Range of foothills to the Ornon Mountains in eastern Crete in Greece

The Western Siteia Foothills are a range of foothills in Lasithi in eastern Crete, Greece. They are transitional in altitude between the Ornon Mountains, which trends from west to east starting at Kavousi in Ierapetra and ending at Praesos in the east, and the north coastal plain around and west of Sitia. Part of the Sitia Mountains, they complete the SW-NE trending massif of ridges from Ierapetra to the plain of Sitia itself.

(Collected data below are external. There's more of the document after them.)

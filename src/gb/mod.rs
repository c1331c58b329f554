//! The Game Boy system aggregate: owns CPU, PPU, and Bus as plain
//! fields (spec §9 — no hidden globals, no `Rc<RefCell<_>>` sharing)
//! and exposes the external core API (spec §6).

use log::info;

use crate::boot::BootRom;
use crate::cartridge::Cartridge;
use crate::cpu::Cpu;
use crate::error::GbError;
use crate::joypad::Button;
use crate::mmu::Bus;
use crate::ppu::Ppu;

/// Cycles in one full frame: 154 scanlines x 456 cycles/line.
pub const CYCLES_PER_FRAME: u32 = 70_224;

pub struct GameBoy {
    cpu: Cpu,
    bus: Bus,
    ppu: Ppu,
    boot_rom_image: Option<[u8; crate::boot::BOOT_ROM_SIZE]>,
}

impl GameBoy {
    /// Powers on with no cartridge inserted (a 32 KiB blank ROM_ONLY
    /// stand-in) and, optionally, a boot ROM image to overlay.
    pub fn power_on(boot_rom_image: Option<[u8; crate::boot::BOOT_ROM_SIZE]>) -> Self {
        let blank = vec![0u8; 0x8000];
        let cartridge = Cartridge::new(blank).expect("32 KiB blank ROM always parses");
        let boot = Self::make_boot_rom(boot_rom_image);
        let mut cpu = Cpu::new();
        let bus = Bus::new(cartridge, boot);
        if !bus.boot.is_enabled() {
            cpu.set_post_boot_state();
        } else {
            cpu.set_boot_entry_state();
        }
        Self {
            cpu,
            bus,
            ppu: Ppu::new(),
            boot_rom_image,
        }
    }

    fn make_boot_rom(image: Option<[u8; crate::boot::BOOT_ROM_SIZE]>) -> BootRom {
        match image {
            Some(data) => BootRom::with_image(data),
            None => BootRom::disabled(),
        }
    }

    /// Replaces the cartridge and performs a full reset (spec §6).
    pub fn load_rom(&mut self, bytes: Vec<u8>) -> Result<(), GbError> {
        let cartridge = Cartridge::new(bytes)?;
        info!(
            "loaded cartridge \"{}\" ({:?}, {} ROM bank(s), {} RAM bank(s))",
            cartridge.title(),
            cartridge.mapper(),
            cartridge.rom_banks(),
            cartridge.ram_banks(),
        );
        self.bus.cartridge = cartridge;
        self.reset();
        Ok(())
    }

    /// Re-initializes CPU, PPU, and Bus register state; restores the
    /// boot-ROM overlay if one was supplied at power-on.
    pub fn reset(&mut self) {
        self.bus.boot = Self::make_boot_rom(self.boot_rom_image);
        self.ppu = Ppu::new();
        if self.bus.boot.is_enabled() {
            self.cpu.set_boot_entry_state();
        } else {
            self.cpu.set_post_boot_state();
        }
    }

    /// Advances the CPU by one instruction (servicing any pending
    /// interrupt first) and steps the PPU by the same cycle delta.
    pub fn step_instruction(&mut self) -> u32 {
        let cycles = self.cpu.step(&mut self.bus);
        self.bus.step(cycles);
        self.ppu.step(&mut self.bus, cycles);
        cycles
    }

    /// Runs until at least one frame's worth of cycles has elapsed.
    pub fn run_frame(&mut self) {
        let mut elapsed = 0u32;
        while elapsed < CYCLES_PER_FRAME {
            elapsed += self.step_instruction();
        }
    }

    pub fn frame_buffer(&self) -> &[u8] {
        self.ppu.frame_buffer()
    }

    pub fn set_button(&mut self, button: Button, pressed: bool) {
        self.bus.joypad.set_button(button, pressed);
    }

    /// Battery-backed RAM contents, for host-side persistence. Empty
    /// if the cartridge has no battery.
    pub fn export_ram(&self) -> &[u8] {
        self.bus.cartridge.export_ram()
    }

    pub fn import_ram(&mut self, data: &[u8]) {
        self.bus.cartridge.import_ram(data);
    }

    pub fn cartridge_title(&self) -> &str {
        self.bus.cartridge.title()
    }
}

impl Default for GameBoy {
    fn default() -> Self {
        Self::power_on(None)
    }
}

#[cfg(test)]
mod tests {
    use super::*;

    #[test]
    fn reset_with_no_rom_loaded_matches_dmg_post_boot_state() {
        let gb = GameBoy::power_on(None);
        let reg = gb.cpu.registers();
        assert_eq!(reg.read16(crate::cpu::registers::Reg16::AF), 0x01B0);
        assert_eq!(reg.read16(crate::cpu::registers::Reg16::BC), 0x0013);
        assert_eq!(reg.read16(crate::cpu::registers::Reg16::DE), 0x00D8);
        assert_eq!(reg.read16(crate::cpu::registers::Reg16::HL), 0x014D);
        assert_eq!(reg.sp(), 0xFFFE);
        assert_eq!(reg.pc(), 0x0100);
    }

    #[test]
    fn run_frame_consumes_at_least_one_frames_worth_of_cycles() {
        let mut rom = vec![0u8; 0x8000];
        rom[0x0100] = 0x00; // NOP
        rom[0x0101] = 0xC3; // JP 0x0100
        rom[0x0102] = 0x00;
        rom[0x0103] = 0x01;

        let mut gb = GameBoy::power_on(None);
        gb.load_rom(rom).unwrap();
        gb.run_frame();
        assert!(gb.cpu.cycles() >= CYCLES_PER_FRAME);
    }

    #[test]
    fn frame_buffer_bytes_are_always_valid_shades() {
        let mut gb = GameBoy::power_on(None);
        gb.run_frame();
        assert!(gb.frame_buffer().iter().all(|&shade| shade <= 3));
    }
}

Geologically, there is little difference between the Ornon Mountains and their northern foothills, which are west of Sitia. The same ravines cut through them both, draining from the Ornon into the Sea of Crete. The Ornon, however, are nearly uninhabitable for villages, due to their altitudes and steep slopes.

On the northern side, there are no hills greater than 800 m. This is not a good line of demarcation, however, as the hills are all much lower than 800 m. The occupation line for villages is about the 400 m contour line. These villages are in the Western Foothills, not the Ornon range. It so happens that a line drawn along the 400 m contour is parallel to the slightly lower Route E75.

Archaeologists of the early 20th century discovered that the foothills up to the occupation line had been heavily settled by Minoan civilization, which makes sense, because Sitia is a good port, and the Minoans seldom settled the vulnerable coasts but moved up into the mountains valleys, with some notable exceptions, such as the town of Mochlos. Consequently, the Western Siteia Foothills have been excavated at many sites, including such villages as Lastros, Myrsini, Mouliana, Plakalona, and others. The name used by the archaeologists for the hills remains.

== Geography ==
The foothills are entirely in the municipality of Siteia in Lasithi regional unit.